Last month "Match Group, the parent company of Tinder, OKCupid, Match and other dating sites, issued a statement criticizing Apple's 30% take on App Store purchases" according to Axios.
We reported last week that "Apple's CEO is Set to Defend the App Store's Pricing and Policies at the U.S. Antitrust Hearing Next Week."
We're now learning via CNBC that "Apple CEO Tim Cook plans to tell the House Antitrust Subcommittee on Wednesday that the company is in fierce competition with rivals for the smartphone market.
Cook said in prepared remarks released by the committee that "The smartphone market is fiercely competitive, and companies like Samsung, LG, Huawei, and Google have built very successful smartphone businesses offering different approaches. Apple does not have a dominant market share in any market where we do business."
Cook’s prepared remarks suggest that the company will heavily employ a defense leaning on the fact that Apple does not have a majority of the smartphone market — only 46% of smartphones shipped in the U.S. in the first quarter were Apple’s." While that's a leading position by brand, collectively Apple doesn't dominate the U.S. overall.
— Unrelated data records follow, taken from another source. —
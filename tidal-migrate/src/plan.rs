//! Two-way migration plans.

use serde::{Deserialize, Serialize};

use crate::error::{MigrateResult, MigrationError};
use crate::operation::MigrationOperation;

/// The operations moving a schema forward, and the ones moving it back.
#[derive(Debug, Clone, Default, PartialEq, Serialize, Deserialize)]
pub struct MigrationPlan {
    /// Operations from the source snapshot to the target.
    #[serde(default)]
    pub up: Vec<MigrationOperation>,
    /// Operations from the target snapshot back to the source.
    #[serde(default)]
    pub down: Vec<MigrationOperation>,
}

impl MigrationPlan {
    /// Create a plan.
    pub fn new(up: Vec<MigrationOperation>, down: Vec<MigrationOperation>) -> Self {
        Self { up, down }
    }

    /// Whether the plan changes nothing.
    pub fn is_empty(&self) -> bool {
        self.up.is_empty() && self.down.is_empty()
    }

    /// Operations in the `up` direction that can lose data.
    pub fn destructive_operations(&self) -> impl Iterator<Item = &MigrationOperation> {
        self.up.iter().filter(|op| op.is_destructive())
    }

    /// Fail when the `up` direction would lose data and `allow_data_loss`
    /// is not set.
    pub fn ensure_no_data_loss(&self, allow_data_loss: bool) -> MigrateResult<()> {
        if allow_data_loss {
            return Ok(());
        }

        let destructive: Vec<String> = self
            .destructive_operations()
            .map(ToString::to_string)
            .collect();
        if destructive.is_empty() {
            return Ok(());
        }

        Err(MigrationError::data_loss(format!(
            "{}. Set allow_data_loss=true to proceed.",
            destructive.join(", ")
        )))
    }

    /// A one-line description of the `up` direction.
    pub fn summary(&self) -> String {
        let mut counts: Vec<(&'static str, usize)> = Vec::new();
        for op in &self.up {
            match counts.iter_mut().find(|(kind, _)| *kind == op.kind()) {
                Some((_, n)) => *n += 1,
                None => counts.push((op.kind(), 1)),
            }
        }

        if counts.is_empty() {
            return "No changes".to_string();
        }

        counts
            .into_iter()
            .map(|(kind, n)| format!("{} {}", describe(kind), n))
            .collect::<Vec<_>>()
            .join(", ")
    }
}

fn describe(kind: &str) -> String {
    let mut words = kind.split('_');
    let mut out = String::new();
    if let Some(first) = words.next() {
        let mut chars = first.chars();
        if let Some(c) = chars.next() {
            out.extend(c.to_uppercase());
            out.push_str(chars.as_str());
        }
    }
    for word in words {
        out.push(' ');
        out.push_str(word);
    }
    out.push(':');
    out
}

#[cfg(test)]
mod tests {
    use super::*;
    use crate::operation::{DropColumn, DropTable, SchemaOperation};
    use crate::snapshot::QualifiedName;

    fn drop_table(name: &str) -> MigrationOperation {
        MigrationOperation::DropTable(DropTable {
            table: QualifiedName::new(name),
            annotations: Default::default(),
        })
    }

    #[test]
    fn test_empty_plan() {
        let plan = MigrationPlan::default();
        assert!(plan.is_empty());
        assert_eq!(plan.summary(), "No changes");
        assert!(plan.ensure_no_data_loss(false).is_ok());
    }

    #[test]
    fn test_summary_groups_by_kind() {
        let plan = MigrationPlan::new(
            vec![
                drop_table("A"),
                MigrationOperation::EnsureSchema(SchemaOperation {
                    name: "audit".into(),
                }),
                drop_table("B"),
            ],
            vec![],
        );
        assert_eq!(plan.summary(), "Drop table: 2, Ensure schema: 1");
    }

    #[test]
    fn test_data_loss_guard() {
        let plan = MigrationPlan::new(
            vec![
                drop_table("Legacy"),
                MigrationOperation::DropColumn(DropColumn {
                    table: QualifiedName::new("Users"),
                    name: "Fax".into(),
                }),
            ],
            vec![],
        );

        assert_eq!(plan.destructive_operations().count(), 2);
        let err = plan.ensure_no_data_loss(false).unwrap_err();
        assert!(matches!(err, MigrationError::DataLoss(_)));
        assert!(err.to_string().contains("drop table Legacy"));
        assert!(err.to_string().contains("drop column Users.Fax"));
        assert!(plan.ensure_no_data_loss(true).is_ok());
    }

    #[test]
    fn test_down_direction_is_not_guarded() {
        let plan = MigrationPlan::new(vec![], vec![drop_table("New")]);
        assert!(!plan.is_empty());
        assert!(plan.ensure_no_data_loss(false).is_ok());
    }
}
//! Integration tests for configuration parsing and handling.
//!
//! These tests verify that loaded settings reach the differ and the registry.

use std::io::Write;

use tidal::migrate::{
    Column, ContextType, DifferConfig, MigrateConfig, MigrationError, MigrationRegistry,
    MigrationUnit, ModelDiffer, RegistryConfig, Snapshot, Table,
};

/// Test full configuration with all options
#[test]
fn test_config_full() {
    let config = MigrateConfig::from_str(
        r#"
        [differ]
        detect_renames = false
        rename_threshold = 0.6

        [registry]
        warn_on_excluded = false
        "#,
    )
    .expect("Failed to parse config");

    assert_eq!(
        config.differ,
        DifferConfig::new().detect_renames(false).rename_threshold(0.6)
    );
    assert_eq!(config.registry, RegistryConfig::new().warn_on_excluded(false));
}

/// Test that defaults apply to missing sections
#[test]
fn test_config_defaults() {
    let config: MigrateConfig = toml::from_str("[registry]\n").expect("Failed to parse config");
    assert!(config.differ.detect_renames);
    assert_eq!(config.differ.rename_threshold, 0.8);
}

/// Test invalid configuration values
#[test]
fn test_config_invalid() {
    assert!(matches!(
        MigrateConfig::from_str("[differ]\nrename_threshold = -1.0\n"),
        Err(MigrationError::Config(_))
    ));
    assert!(MigrateConfig::from_str("[migrations]\ndirectory = \"x\"\n").is_err());
}

/// Test loading configuration from disk
#[test]
fn test_config_from_file() {
    let dir = tempfile::tempdir().unwrap();
    let path = dir.path().join("tidal-migrate.toml");
    let mut file = std::fs::File::create(&path).unwrap();
    writeln!(file, "[differ]\nrename_threshold = 0.5").unwrap();

    let config = MigrateConfig::from_file(&path).unwrap();
    assert_eq!(config.differ.rename_threshold, 0.5);
}

/// Test that the rename threshold changes what the differ infers
#[test]
fn test_threshold_drives_rename_detection() {
    let source = Snapshot::new().with_table(
        Table::new("Customers")
            .with_column(Column::new("Id", "int"))
            .with_column(Column::new("Name", "text"))
            .with_column(Column::new("Phone", "text")),
    );
    let target = Snapshot::new().with_table(
        Table::new("Clients")
            .with_column(Column::new("Id", "int"))
            .with_column(Column::new("Name", "text"))
            .with_column(Column::new("Email", "text")),
    );

    let strict = ModelDiffer::with_config(MigrateConfig::new().differ);
    assert_eq!(strict.diff(&source, &target).unwrap().len(), 2);

    let loose = MigrateConfig::from_str("[differ]\nrename_threshold = 0.6\n").unwrap();
    let ops = ModelDiffer::with_config(loose.differ)
        .diff(&source, &target)
        .unwrap();
    let ops: Vec<String> = ops.iter().map(ToString::to_string).collect();
    assert_eq!(
        ops,
        vec![
            "rename table Customers to Clients",
            "rename column Clients.Phone to Email",
        ]
    );
}

/// Test registry settings are honoured
#[test]
fn test_registry_config() {
    let units = vec![MigrationUnit::unowned("20240101000000_Lost".parse().unwrap())];
    let registry = MigrationRegistry::with_config(
        ContextType::new("AppContext"),
        &units,
        &RegistryConfig::new().warn_on_excluded(false),
    );

    assert!(registry.is_empty());
    assert_eq!(registry.warnings().len(), 1);
}
impl ModelDiffer {
    /// Create a differ with default settings.
    pub fn new() -> Self {
        Self::default()
    }

    /// Create a differ with custom settings.
    pub fn with_config(config: DifferConfig) -> Self {
        Self { config }
    }

    /// The differ's settings.
    pub fn config(&self) -> &DifferConfig {
        &self.config
    }

    /// Compute the operations that turn `source` into `target`.
    ///
    /// Both snapshots are validated first; an inconsistent snapshot fails
    /// with [`MigrationError::InconsistentSnapshot`](crate::MigrationError::InconsistentSnapshot)
    /// and nothing is emitted.
    pub fn diff(&self, source: &Snapshot, target: &Snapshot) -> MigrateResult<Vec<MigrationOperation>> {
        self.config.validate()?;
        source.validate()?;
        target.validate()?;

        debug!(
            source_tables = source.tables.len(),
            target_tables = target.tables.len(),
            detect_renames = self.config.detect_renames,
            "diffing snapshots"
        );

        let operations = Diff::new(&self.config, source, target).run();

        debug!(operations = operations.len(), "diff complete");
        Ok(operations)
    }

    /// Whether `source` and `target` differ at all.
    pub fn has_differences(&self, source: &Snapshot, target: &Snapshot) -> MigrateResult<bool> {
        Ok(!self.diff(source, target)?.is_empty())
    }

    /// Compute both directions: `up` from `source` to `target` and `down` back.
    pub fn plan(&self, source: &Snapshot, target: &Snapshot) -> MigrateResult<MigrationPlan> {
        let plan = MigrationPlan::new(self.diff(source, target)?, self.diff(target, source)?);
        info!(summary = %plan.summary(), "computed migration plan");
        Ok(plan)
    }
}

/// Source column name -> target column name, for one paired table.
type ColumnMap = HashMap<SmolStr, SmolStr>;

/// State of a single diff run.
struct Diff<'a> {
    config: &'a DifferConfig,
    source: &'a Snapshot,
    target: &'a Snapshot,
    ops: OperationSet,
    /// Paired tables, source name -> target name.
    table_names: HashMap<QualifiedName, QualifiedName>,
    /// Column pairings, keyed by source table name.
    column_maps: HashMap<QualifiedName, ColumnMap>,
    /// Target columns whose type changed or that were recreated, keyed by
    /// target table name. Constraints over them are rebuilt.
    rebuilt_columns: HashMap<QualifiedName, HashSet<SmolStr>>,
    /// Source keys (table, columns) that are dropped.
    dropped_keys: HashSet<(QualifiedName, Vec<SmolStr>)>,
}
The CNBC report further noted that "Cook plans to discuss the origins of the store, which was created in 2008, and Apple’s reasons why it maintains control over what stays on the App Store and what’s not allowed. Detractors often say that Apple’s approach to software distribution is like a walled garden, and Apple is the gatekeeper.
Cook added that "Clearly, if Apple is a gatekeeper, what we have done is open the gate wider. We want to get every app we can on the store, not keep them off."
Historically, Cook's statement read that "Apple's commissions are comparable or lower than commissions charged by the majority of our competitors. And they are vastly lower than the 50 to 70 percent that software developers paid to distribute their work before we launched the App Store."
Apple could also make the case that unlike brick and mortar stores, Apple is able to investigate the code of an app to see if it contains spyware and tracking capabilities that many software companies would love to be able to sell that information to marketers and advertisers.
I'm sure there'll be more revelations to be learned tomorrow during the exchanges between the committee and the country's top tech CEOs. Between tomorrow's hearing and Apple's Fiscal Q3 Conference Call on Thursday, it's going to be a big news week ahead.